2. | Obligations, Responsibilities and Rights of Holding, Hyatt and Classic. |
(a) Preparation and Filing of Tax Returns.
(i) By Holding. Holding shall prepare and timely file (or cause to be prepared and timely filed, pursuant to the Holding Transition Services Agreement or otherwise):
(A) all Tax and Information Returns (including any Estimated Tax Returns) of the Pre-Spin-off Group and any Pre-Spin-off Member that are required to be filed on or before the Distribution Date;
(B) all Tax and Information Returns (including any Estimated Tax Returns) of the Pre-Spin-off Group or any Pre-Spin-off Member for all Pre-Closing Taxable Periods that are not required to be filed on or before the Distribution Date;
5
(C) all Tax and Information Returns (including any Estimated Tax Returns) of the Pre-Spin-off Group or any Pre-Spin-off Member for all Straddle Periods that are not required to be filed on or before the Distribution Date;
(ii) By Hyatt. Hyatt shall prepare and timely file (or cause to be prepared and timely filed), all Tax and Information Returns (including any Estimated Tax Returns) of the Hyatt Group and any Hyatt Subsidiary for all Post-Closing Taxable Periods.
(iii) By Classic. Classic shall prepare and timely file (or cause to be prepared and timely filed, pursuant to the Classic Transition Services Agreement or otherwise) all Tax and Information Returns (including any Estimated Tax Returns) of the Classic Group and any Classic Subsidiary for all Post-Closing Taxable Periods.
(b) Provision of Filing Information. Each Party shall cooperate and assist the other Party in the preparation and filing of all Tax and Information Returns subject to Section 2(a)(i), including by submitting and submit to the other Parties (i) all necessary filing information and (ii) all other information reasonably requested by the other Party in connection with the preparation of such Tax and Information Returns promptly after such request.
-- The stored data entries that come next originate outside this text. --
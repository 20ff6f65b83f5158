//! JSON-RPC transport seam.
//!
//! [`ResilientProvider`](crate::provider::ResilientProvider) only ever talks to the node through
//! [`RpcTransport`]. Production uses [`HttpRpcTransport`], built on alloy's `RpcClient`; tests
//! plug in scripted transports. Every HTTP exchange is bounded by a request timeout.

use std::fmt::Debug;
use std::sync::Arc;
use std::time::Duration;

use alloy::rpc::client::{ClientBuilder, RpcClient};
use alloy::transports::{RpcError as AlloyRpcError, TransportError};
use async_trait::async_trait;
use serde_json::Value;
use snafu::Snafu;
use url::Url;

/// JSON-RPC error codes some providers use for "query returned more than N results" and
/// rate limiting.
const LIMIT_EXCEEDED_CODES: &[i64] = &[-32005, -32602];

/// Generic server side error codes.
const SERVER_ERROR_CODES: &[i64] = &[-32000, -32603];

/// Upper bound of a single JSON-RPC exchange unless configured otherwise.
pub const DEFAULT_REQUEST_TIMEOUT: Duration = Duration::from_secs(60);

/// Label of batched exchanges in errors.
pub const BATCH_METHOD: &str = "batch";

/// Errors returned by a transport.
#[derive(Debug, Clone, Snafu, PartialEq, Eq)]
#[snafu(visibility(pub))]
pub enum RpcError {
    /// The request never produced a JSON-RPC response.
    #[snafu(display("RPC transport error on {method}: {message}"))]
    Transport {
        /// RPC method.
        method: String,
        /// Error reported by the transport.
        message: String,
    },

    /// The node answered with a JSON-RPC error object.
    #[snafu(display("RPC error {code} on {method}: {message}"))]
    Response {
        /// RPC method.
        method: String,
        /// JSON-RPC error code.
        code: i64,
        /// JSON-RPC error message.
        message: String,
    },

    /// The node answered without a result.
    #[snafu(display("Missing response for {method}"))]
    MissingResponse {
        /// RPC method.
        method: String,
    },
}

impl RpcError {
    /// Converts an alloy transport error for `method`.
    pub fn from_transport(method: &str, error: TransportError) -> Self {
        match error {
            AlloyRpcError::ErrorResp(payload) => RpcError::Response {
                method: method.to_owned(),
                code: payload.code,
                message: payload.message.to_string(),
            },
            AlloyRpcError::NullResp => RpcError::MissingResponse {
                method: method.to_owned(),
            },
            other => RpcError::Transport {
                method: method.to_owned(),
                message: other.to_string(),
            },
        }
    }

    /// The error reported when `method` got no answer within `timeout`.
    pub fn timed_out(method: &str, timeout: Duration) -> Self {
        RpcError::Transport {
            method: method.to_owned(),
            message: format!("request timed out after {timeout:?}"),
        }
    }

    /// Whether retrying the same request over a smaller block range may succeed.
    ///
    /// Covers timeouts, result-size limits, missing responses and generic server errors.
    pub fn is_range_limit(&self) -> bool {
        match self {
            RpcError::MissingResponse { .. } => true,
            RpcError::Transport { message, .. } => {
                let message = message.to_lowercase();
                message.contains("timeout") || message.contains("timed out")
            }
            RpcError::Response { code, message, .. } => {
                let message = message.to_lowercase();
                LIMIT_EXCEEDED_CODES.contains(code)
                    || SERVER_ERROR_CODES.contains(code)
                    || message.contains("limit")
                    || message.contains("more than")
                    || message.contains("range")
            }
        }
    }
}

/// A JSON-RPC endpoint.
#[async_trait]
pub trait RpcTransport: Send + Sync + Debug {
    /// Sends one request and returns the raw `result` value.
    async fn request(&self, method: &str, params: Value) -> Result<Value, RpcError>;

    /// Sends `requests` together and returns one outcome per request, in order.
    ///
    /// The outer error means the exchange as a whole failed. Transports without batching send the
    /// requests one by one.
    async fn batch(
        &self,
        requests: Vec<(String, Value)>,
    ) -> Result<Vec<Result<Value, RpcError>>, RpcError> {
        let mut outcomes = Vec::with_capacity(requests.len());
        for (method, params) in requests {
            outcomes.push(self.request(&method, params).await);
        }
        Ok(outcomes)
    }

    /// Opens an independent connection to the same endpoint.
    fn reconnect(&self) -> Arc<dyn RpcTransport>;
}

/// HTTP transport over alloy's `RpcClient`.
#[derive(Debug, Clone)]
pub struct HttpRpcTransport {
    url: Url,
    client: RpcClient,
    timeout: Duration,
}

impl HttpRpcTransport {
    /// Creates a transport for `url` giving up on exchanges slower than `timeout`.
    pub fn new(url: Url, timeout: Duration) -> Self {
        let client = ClientBuilder::default().http(url.clone());
        Self {
            url,
            client,
            timeout,
        }
    }

    /// The endpoint this transport talks to.
    pub fn url(&self) -> &Url {
        &self.url
    }
}

#[async_trait]
impl RpcTransport for HttpRpcTransport {
    async fn request(&self, method: &str, params: Value) -> Result<Value, RpcError> {
        let call = self.client.request::<Value, Value>(method.to_owned(), params);
        match tokio::time::timeout(self.timeout, call).await {
            Ok(result) => result.map_err(|e| RpcError::from_transport(method, e)),
            Err(_) => Err(RpcError::timed_out(method, self.timeout)),
        }
    }

    async fn batch(
        &self,
        requests: Vec<(String, Value)>,
    ) -> Result<Vec<Result<Value, RpcError>>, RpcError> {
        let mut batch = self.client.new_batch();
        let mut waiters = Vec::with_capacity(requests.len());
        for (method, params) in requests {
            let waiter = batch
                .add_call::<Value, Value>(method.clone(), &params)
                .map_err(|e| RpcError::from_transport(&method, e))?;
            waiters.push((method, waiter));
        }

        let exchange = async move {
            batch
                .send()
                .await
                .map_err(|e| RpcError::from_transport(BATCH_METHOD, e))?;
            let mut outcomes = Vec::with_capacity(waiters.len());
            for (method, waiter) in waiters {
                outcomes.push(waiter.await.map_err(|e| RpcError::from_transport(&method, e)));
            }
            Ok(outcomes)
        };
        tokio::time::timeout(self.timeout, exchange)
            .await
            .unwrap_or_else(|_| Err(RpcError::timed_out(BATCH_METHOD, self.timeout)))
    }

    fn reconnect(&self) -> Arc<dyn RpcTransport> {
        Arc::new(Self::new(self.url.clone(), self.timeout))
    }
}

#[cfg(test)]
mod tests {
    use super::*;

    fn response(code: i64, message: &str) -> RpcError {
        RpcError::Response {
            method: "eth_getLogs".into(),
            code,
            message: message.into(),
        }
    }

    #[test]
    fn size_limits_and_timeouts_are_range_limits() {
        assert!(response(-32005, "query returned more than 10000 results").is_range_limit());
        assert!(response(-32000, "header not found").is_range_limit());
        assert!(response(1, "block range too large").is_range_limit());
        assert!(RpcError::MissingResponse {
            method: "eth_getLogs".into()
        }
        .is_range_limit());
        assert!(RpcError::Transport {
            method: "eth_getLogs".into(),
            message: "operation timed out".into(),
        }
        .is_range_limit());
    }

    #[test]
    fn timeouts_are_reported_as_range_limits() {
        let error = RpcError::timed_out("eth_getLogs", Duration::from_secs(2));
        assert_eq!(
            error.to_string(),
            "RPC transport error on eth_getLogs: request timed out after 2s"
        );
        assert!(error.is_range_limit());
    }

    #[tokio::test]
    async fn unresponsive_nodes_time_out() {
        let listener = tokio::net::TcpListener::bind("127.0.0.1:0").await.unwrap();
        let addr = listener.local_addr().unwrap();
        // accept and never answer
        let server = tokio::spawn(async move {
            let mut held = Vec::new();
            while let Ok((socket, _)) = listener.accept().await {
                held.push(socket);
            }
        });

        let url = Url::parse(&format!("http://{addr}")).unwrap();
        let transport = HttpRpcTransport::new(url, Duration::from_millis(100));
        let started = std::time::Instant::now();

        let error = transport.request("eth_blockNumber", Value::Array(vec![])).await.unwrap_err();
        assert_eq!(error, RpcError::timed_out("eth_blockNumber", Duration::from_millis(100)));

        let error = transport
            .batch(vec![("eth_chainId".into(), Value::Array(vec![]))])
            .await
            .unwrap_err();
        assert_eq!(error, RpcError::timed_out(BATCH_METHOD, Duration::from_millis(100)));
        assert!(started.elapsed() < Duration::from_secs(5));
        server.abort();
    }

    #[test]
    fn other_errors_are_not_range_limits() {
        assert!(!response(3, "execution reverted").is_range_limit());
        assert!(!RpcError::Transport {
            method: "eth_call".into(),
            message: "connection refused".into(),
        }
        .is_range_limit());
    }
}

/// Scripted transports shared by test modules across the crate.
#[cfg(test)]
pub(crate) mod testing {
    use std::sync::Mutex;

    use super::*;

    type Handler = dyn Fn(&str, &Value) -> Result<Value, RpcError> + Send + Sync;

    /// Transport answering every request through a closure and recording the calls.
    #[derive(Clone)]
    pub(crate) struct MockTransport {
        handler: Arc<Handler>,
        calls: Arc<Mutex<Vec<(String, Value)>>>,
        batches: Arc<Mutex<Vec<usize>>>,
    }

    impl Debug for MockTransport {
        fn fmt(&self, f: &mut std::fmt::Formatter<'_>) -> std::fmt::Result {
            f.debug_struct("MockTransport").finish_non_exhaustive()
        }
    }

    impl MockTransport {
        pub(crate) fn new(
            handler: impl Fn(&str, &Value) -> Result<Value, RpcError> + Send + Sync + 'static,
        ) -> Self {
            Self {
                handler: Arc::new(handler),
                calls: Arc::new(Mutex::new(Vec::new())),
                batches: Arc::new(Mutex::new(Vec::new())),
            }
        }

        /// Sizes of the batches sent so far.
        pub(crate) fn batch_sizes(&self) -> Vec<usize> {
            self.batches.lock().unwrap().clone()
        }

        pub(crate) fn calls(&self) -> Vec<(String, Value)> {
            self.calls.lock().unwrap().clone()
        }

        pub(crate) fn count(&self, method: &str) -> usize {
            self.calls
                .lock()
                .unwrap()
                .iter()
                .filter(|(m, _)| m == method)
                .count()
        }
    }

    #[async_trait]
    impl RpcTransport for MockTransport {
        async fn request(&self, method: &str, params: Value) -> Result<Value, RpcError> {
            self.calls
                .lock()
                .unwrap()
                .push((method.to_owned(), params.clone()));
            (self.handler)(method, &params)
        }

        async fn batch(
            &self,
            requests: Vec<(String, Value)>,
        ) -> Result<Vec<Result<Value, RpcError>>, RpcError> {
            self.batches.lock().unwrap().push(requests.len());
            let mut outcomes = Vec::with_capacity(requests.len());
            for (method, params) in requests {
                outcomes.push(self.request(&method, params).await);
            }
            Ok(outcomes)
        }

        fn reconnect(&self) -> Arc<dyn RpcTransport> {
            Arc::new(Self {
                handler: self.handler.clone(),
                calls: Arc::new(Mutex::new(Vec::new())),
                batches: Arc::new(Mutex::new(Vec::new())),
            })
        }
    }
}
(c) Taxable Year. Holding, Hyatt and Classic agree that, for Tax purposes, (i) the Hyatt Members and the Classic Members shall be included in the consolidated federal Tax Return of the Pre-Spin-off Group for the Taxable Year that ends at the close of business on the Distribution Date (and in all related consolidated, combined or unitary state or local Tax Returns of the Pre-Spin-off Group for or including such Taxable Year) and (ii) the Hyatt Group and each Hyatt Member, and the Classic Group and each Classic Member, shall begin a new Taxable Year for purposes of such federal and, to the extent permitted by law, state Taxes on the day after the Distribution Date. The Parties further agree that, to the extent permitted by applicable law, all federal, state or other Tax Returns shall be filed consistently with this position.
(d) Straddle Period Taxes. For purposes of this Agreement, Taxes shall be allocated between the Pre- and Post-Closing Straddle Periods, in Holding’s reasonable judgment with the consent of the appropriate Hyatt and Classic personnel, which shall not be unreasonably withheld, on the basis of the actual taxable income for each such period, determined by closing the books of the Pre-Spin-off Group at the close of business on the Distribution Date.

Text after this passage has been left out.